ANN ARBOR, Mich. — Despite enduring more invasive tests and medical procedures, patients who were treated aggressively for early stage bladder cancer had no better survival than patients who were treated less aggressively. Further, the aggressively treated patients were more likely to undergo major surgery to have their bladder removed, according to a new study from researchers at the University of Michigan Comprehensive Cancer Center.
Because bladder cancer is often treated as a chronic disease requiring lifelong surveillance, it is among the most expensive cancers to treat in the United States. Urologists vary widely in how they approach early stage, or non-muscle-invasive, bladder cancer.
In this study, researchers gathered data from the Surveillance, Epidemiology and End Results Medicare database. They looked at 940 doctors who provided care to 20,713 early stage bladder cancer patients. Each doctor included in the study had treated at least 10 patients for bladder cancer.
Results of the study appear in the April 15 issue of the Journal of the National Cancer Institute.
The study found that average per-patient treatment expenditures ranged from $2,830 for doctors in the low-intensity treatment category to $7,131 for doctors in the high-intensity category. At the same time, survival rates across all intensity categories were similar.
“What this indicates is that some doctors are providing potentially unnecessary care, or care without measurable benefit to the patient. It makes sense to many doctors and patients that more would be better, but unfortunately there can be unintended consequences of unneeded care,” says study author Brent Hollenbeck, M.D., M.S., assistant professor of urology at the U-M Medical School.
The study found that patients treated more aggressively had more imaging procedures and more invasive surgical procedures. The aggressively treated patients were also nearly twice as likely to require major medical interventions, and were 2.5 times more likely to undergo radical cystectomy, a procedure to remove the bladder.
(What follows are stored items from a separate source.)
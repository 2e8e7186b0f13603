//! Ladder business logic: scoring, result state machine, movements, round lifecycle.
//!
//! Functions here operate on a [`crate::store::Database`]; the mutating ones are meant to
//! run inside a store transaction.

pub mod comodin;
pub mod ladder;
pub mod match_result;
pub mod rankings;
pub mod recalculation;
pub mod round_lifecycle;
pub mod schedule;
pub mod score_rules;
pub mod setup;
pub mod streak;
pub mod substitute;

pub use ladder::{compute_movements, target_group, Movement, RankedSeat};
pub use recalculation::{recalculate_group, Standing};
pub use round_lifecycle::RoundClosure;
pub use score_rules::{set_points, validate_set_score, SetOutcome};
//! finds a deterministic reference date for a GTFS archive: the earliest
//! service date in calendar.txt (or, failing that, the earliest added date in
//! calendar_dates.txt), stepped forward a fixed number of days.
pub mod app;
pub mod service_date;
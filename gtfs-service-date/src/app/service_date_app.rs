use crate::service_date::{self, ServiceDateConfig, ServiceDateError};
use clap::Parser;
use std::path::PathBuf;

/// command line tool for picking a deterministic service date from a GTFS archive
#[derive(Parser, Debug)]
#[command(author, version, about, long_about = None)]
pub struct ServiceDateApp {
    /// a GTFS archive (.zip) containing calendar.txt and/or calendar_dates.txt
    pub gtfs_archive: PathBuf,
    /// optional TOML file with `offset_days` and `output_format` keys
    #[arg(long)]
    pub config: Option<PathBuf>,
    /// days added to the earliest service date, overrides the configuration file
    #[arg(long)]
    pub offset_days: Option<u64>,
}

impl ServiceDateApp {
    pub fn config(&self) -> Result<ServiceDateConfig, ServiceDateError> {
        let config = match &self.config {
            Some(filepath) => ServiceDateConfig::from_file(filepath)?,
            None => ServiceDateConfig::default(),
        };
        Ok(config.with_offset_days(self.offset_days))
    }

    /// runs the extraction and returns the formatted service date.
    pub fn run(&self) -> Result<String, ServiceDateError> {
        let config = self.config()?;
        let date = service_date::extract_service_date(&self.gtfs_archive, &config)?;
        config.format_date(&date)
    }
}

#[cfg(test)]
mod test {
    use super::ServiceDateApp;
    use clap::Parser;

    #[test]
    fn test_single_positional_argument() {
        let app = ServiceDateApp::try_parse_from(["extract_service_date", "feed.zip"])
            .expect("should parse");
        assert_eq!(app.gtfs_archive.to_str(), Some("feed.zip"));
        assert_eq!(app.offset_days, None);
        let config = app.config().expect("default config");
        assert_eq!(config.offset_days, 6);
    }

    #[test]
    fn test_missing_positional_argument() {
        assert!(ServiceDateApp::try_parse_from(["extract_service_date"]).is_err());
    }

    #[test]
    fn test_extra_positional_argument() {
        let result = ServiceDateApp::try_parse_from(["extract_service_date", "a.zip", "b.zip"]);
        assert!(result.is_err());
    }

    #[test]
    fn test_hyphen_leading_path_needs_separator() {
        assert!(ServiceDateApp::try_parse_from(["extract_service_date", "-feed.zip"]).is_err());
        let app = ServiceDateApp::try_parse_from(["extract_service_date", "--", "-feed.zip"])
            .expect("should parse");
        assert_eq!(app.gtfs_archive.to_str(), Some("-feed.zip"));
    }

    #[test]
    fn test_offset_days_flag() {
        let app = ServiceDateApp::try_parse_from([
            "extract_service_date",
            "feed.zip",
            "--offset-days",
            "3",
        ])
        .expect("should parse");
        assert_eq!(app.config().expect("config").offset_days, 3);
    }
}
The study authors suggest that certain patients might still benefit from greater intensity of care, but further research is needed to determine which patients would benefit. Hollenbeck also urges randomized clinical trials to look at the value of some of the more expensive and common health services to determine their optimal use for patients with early stage bladder cancer.
“Urologists should not assume that more aggressive management of early stage bladder cancer will translate into better outcomes for their patients. By reducing unnecessary health care, we can reduce wasteful spending, which will lessen the cost burden of bladder cancer, one of the most expensive cancers to treat from diagnosis to death,” Hollenbeck says.